00:00
Okay. Let's talk about some cardiac syndromes and ischemic
heart disease.
00:04
So angina pectoris, chest pain. That's what that means or
angina pectoris,
either way, angina, angina will have kind of three general
flavors.
00:17
So you can have stable angina pectoris.
00:19
So that means that you're pretty much here on the scales of
perfusion, demand, perfusion, demand.
00:24
Now, if demand increases relative to perfusion,
you're going to have predictably, some degree of angina,
chest pain.
00:34
That's associated with that degree of activity. So at rest,
I'm fine.
00:37
And then I get up and I run around the block once,
and I have chest pain but it's pretty reliable. It happens
at that level.
00:45
That's where I've exceeded my balance. So that's a stable
angina.
00:50
There is Prinzmetal angina which I've described previously,
where you have vasospasm and sometimes,
this can be related to the production of catechols,
Epinephrine, things like that.
01:01
Sometimes, we don't know necessarily what's driving that.
01:05
And then there's unstable angina.
01:09
And unstable anginas, we'll see in a few slides, actually
has three flavors of its own.
01:13
So unstable angina means I'm having brand new onset chest
pain that I haven't had before.
01:20
So the first onset of something that may eventually become
stable is called unstable angina.
01:25
I'm getting chest pain. Previously, I used to be able to run
around the block, no pain.
01:29
Now, I ran around the block today, I got some pain. That's
unstable angina.
01:34
It needs to be evaluated as such. You can have - so that's
new onset.
01:38
You can have progressive angina. So previously, you ran
around the block.
01:43
That gave me angina. But now, I run halfway around the block
and I get angina.
01:47
That is unstable. It's progressive. It's getting - it's
presenting with less activity.
01:53
Or there can be onset of angina at rest. So I'm not doing
anything.
02:00
I'm not increasing supply or demand or anything.
02:02
And suddenly, I've got chest pain. That's a third form of
unstable angina.
02:06
And all of those, say, "Oh, things are going wrong somewhere
in the coronary artery.
02:11
And yet, needs to be evaluated." Myocardial infarction.
02:17
This is now beyond chest pain. So chest pain is just like,
you know, it is a shot across the bow.
02:23
You need to evaluate why this is happening.
02:25
But Myocardial infarction means, now, it's not a shot across
the bow.
02:28
It's a shot into the bow.
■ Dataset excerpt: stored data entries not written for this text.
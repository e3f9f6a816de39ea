// lifecycle.rs - Ownership of per-frame callbacks and page subscriptions
//
// The browser hands out animation-frame ids and listener registrations;
// these types own them and give them back. A `Ticker` re-requests a frame
// after every step and cancels the pending one when stopped or dropped.
// A `Subscription` detaches its binding exactly once.

use std::cell::{Cell, RefCell};

use crate::error::Result;

/// Source of animation frames. The implementation arranges for
/// `Ticker::fire` to be called once per granted request.
pub trait Scheduler {
    fn request(&self) -> Result<i32>;
    fn cancel(&self, id: i32);
}

type Step = Box<dyn FnMut(f64)>;

pub struct Ticker<S: Scheduler> {
    scheduler: S,
    pending: Cell<Option<i32>>,
    step: RefCell<Option<Step>>,
}

impl<S: Scheduler> Ticker<S> {
    pub fn new(scheduler: S, step: impl FnMut(f64) + 'static) -> Self {
        Self {
            scheduler,
            pending: Cell::new(None),
            step: RefCell::new(Some(Box::new(step))),
        }
    }

    /// Request the first frame
    pub fn start(&self) -> Result<()> {
        let id = self.scheduler.request()?;
        self.pending.set(Some(id));
        Ok(())
    }

    /// Run one step at timestamp `now` (ms) and request the next frame.
    /// A stopped ticker ignores late frames.
    pub fn fire(&self, now: f64) {
        self.pending.set(None);
        {
            let mut slot = self.step.borrow_mut();
            let Some(step) = slot.as_mut() else { return };
            step(now);
        }
        if let Err(e) = self.start() {
            log::warn!("{e}, animation stopped");
        }
    }

    /// Cancel the pending frame and release the step
    pub fn stop(&self) {
        if let Some(id) = self.pending.take() {
            self.scheduler.cancel(id);
        }
        self.step.borrow_mut().take();
    }

    pub fn is_running(&self) -> bool {
        self.step.borrow().is_some()
    }

    pub fn pending(&self) -> Option<i32> {
        self.pending.get()
    }
}

impl<S: Scheduler> Drop for Ticker<S> {
    fn drop(&mut self) {
        self.stop();
    }
}

/// Something registered with the page that must be undone
pub trait Detach {
    fn detach(&self);
}

pub struct Subscription<D: Detach> {
    binding: Option<D>,
}

impl<D: Detach> Subscription<D> {
    pub fn new(binding: D) -> Self {
        Self { binding: Some(binding) }
    }

    /// Detach now. Later calls and the eventual drop do nothing.
    pub fn release(&mut self) {
        if let Some(binding) = self.binding.take() {
            binding.detach();
        }
    }

    pub fn is_attached(&self) -> bool {
        self.binding.is_some()
    }
}

impl<D: Detach> Drop for Subscription<D> {
    fn drop(&mut self) {
        self.release();
    }
}

#[cfg(test)]
mod tests {
    use super::*;
    use crate::error::Error;
    use std::rc::Rc;

    #[derive(Default)]
    struct Frames {
        next: Cell<i32>,
        requested: RefCell<Vec<i32>>,
        cancelled: RefCell<Vec<i32>>,
        refuse: Cell<bool>,
    }

    struct Manual(Rc<Frames>);

    impl Scheduler for Manual {
        fn request(&self) -> Result<i32> {
            if self.0.refuse.get() {
                return Err(Error::SurfaceUnavailable("requestAnimationFrame"));
            }
            let id = self.0.next.get() + 1;
            self.0.next.set(id);
            self.0.requested.borrow_mut().push(id);
            Ok(id)
        }

        fn cancel(&self, id: i32) {
            self.0.cancelled.borrow_mut().push(id);
        }
    }

    fn counting() -> (Rc<Frames>, Rc<Cell<u32>>, Ticker<Manual>) {
        let frames = Rc::new(Frames::default());
        let count = Rc::new(Cell::new(0));
        let c = count.clone();
        let ticker = Ticker::new(Manual(frames.clone()), move |_| c.set(c.get() + 1));
        (frames, count, ticker)
    }

    #[test]
    fn each_frame_requests_the_next() {
        let (frames, count, ticker) = counting();
        ticker.start().unwrap();
        for i in 0..3 {
            ticker.fire(i as f64 * 16.0);
        }
        assert_eq!(count.get(), 3);
        assert_eq!(*frames.requested.borrow(), [1, 2, 3, 4]);
        assert_eq!(ticker.pending(), Some(4));
    }

    #[test]
    fn drop_cancels_pending_frame_and_releases_step() {
        let frames = Rc::new(Frames::default());
        let owned = Rc::new(());
        let held = owned.clone();
        let ticker = Ticker::new(Manual(frames.clone()), move |_| {
            let _ = &held;
        });
        ticker.start().unwrap();
        ticker.fire(0.0);
        assert_eq!(Rc::strong_count(&owned), 2);

        drop(ticker);
        assert_eq!(*frames.cancelled.borrow(), [2]);
        assert_eq!(Rc::strong_count(&owned), 1);
    }

    #[test]
    fn stopped_ticker_stops_counting() {
        let (frames, count, ticker) = counting();
        ticker.start().unwrap();
        ticker.fire(0.0);
        ticker.stop();
        assert!(!ticker.is_running());

        // a frame the browser had already queued
        ticker.fire(16.0);
        ticker.fire(32.0);
        assert_eq!(count.get(), 1);
        assert_eq!(frames.requested.borrow().len(), 2);
        assert_eq!(ticker.pending(), None);
    }

    #[test]
    fn refused_request_ends_the_loop() {
        let (frames, count, ticker) = counting();
        ticker.start().unwrap();
        frames.refuse.set(true);
        ticker.fire(0.0);
        assert_eq!(count.get(), 1);
        assert_eq!(ticker.pending(), None);

        drop(ticker);
        assert!(frames.cancelled.borrow().is_empty());
    }

    struct Listener(Rc<Cell<u32>>);

    impl Detach for Listener {
        fn detach(&self) {
            self.0.set(self.0.get() + 1);
        }
    }

    #[test]
    fn subscription_detaches_on_drop() {
        let detached = Rc::new(Cell::new(0));
        let sub = Subscription::new(Listener(detached.clone()));
        assert!(sub.is_attached());
        drop(sub);
        assert_eq!(detached.get(), 1);
    }

    #[test]
    fn early_release_detaches_once() {
        let detached = Rc::new(Cell::new(0));
        let mut sub = Subscription::new(Listener(detached.clone()));
        sub.release();
        sub.release();
        assert!(!sub.is_attached());
        drop(sub);
        assert_eq!(detached.get(), 1);
    }
}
And this is when the severity or
the duration of ischemia
is sufficient to cause cardiomyocyte death.
02:37
And basically, it's cutting off the blood supply to some
portion of the heart
for more than 20 or 30 minutes, and those heart muscle cells
check out.
02:45
Sudden cardiac death, SCD can occur as a consequence of
tissue damage from a myocardial infarct.
02:51
But in the vast majority of cases, sudden cardiac death,
meaning, you die within the onset of symptoms, within an
hour or so of onset of symptoms,
is not usually a consequence of a myocardial infarct
but is most commonly a lethal arrhythmia due to myocyte
ischemia but not myocyte necrosis.
03:12
It can be due to an infarct.
03:14
But again, more commonly, 90% of cases are going to be due
to a fatal lethal arrhythmia.
03:20
And then you can have chronic ischemic heart disease with
congestive heart failure.
03:26
So you can have an acute MI, damage part of the muscle.
03:30
You don't die from it, but now, the compensatory mechanisms
of the residual
viable myocytes try to hypertrophy, try to maintain cardiac
output and over a period of time, they fail.
03:42
And if you want to learn more about congestive heart
failure, that's another talk.
03:47
But anyway, so that can be one mechanism.
03:49
The other one is you can have tiny little ischemic insults
that just like death by a thousand papercuts,
eventually cause dysfunction and congestive heart failure.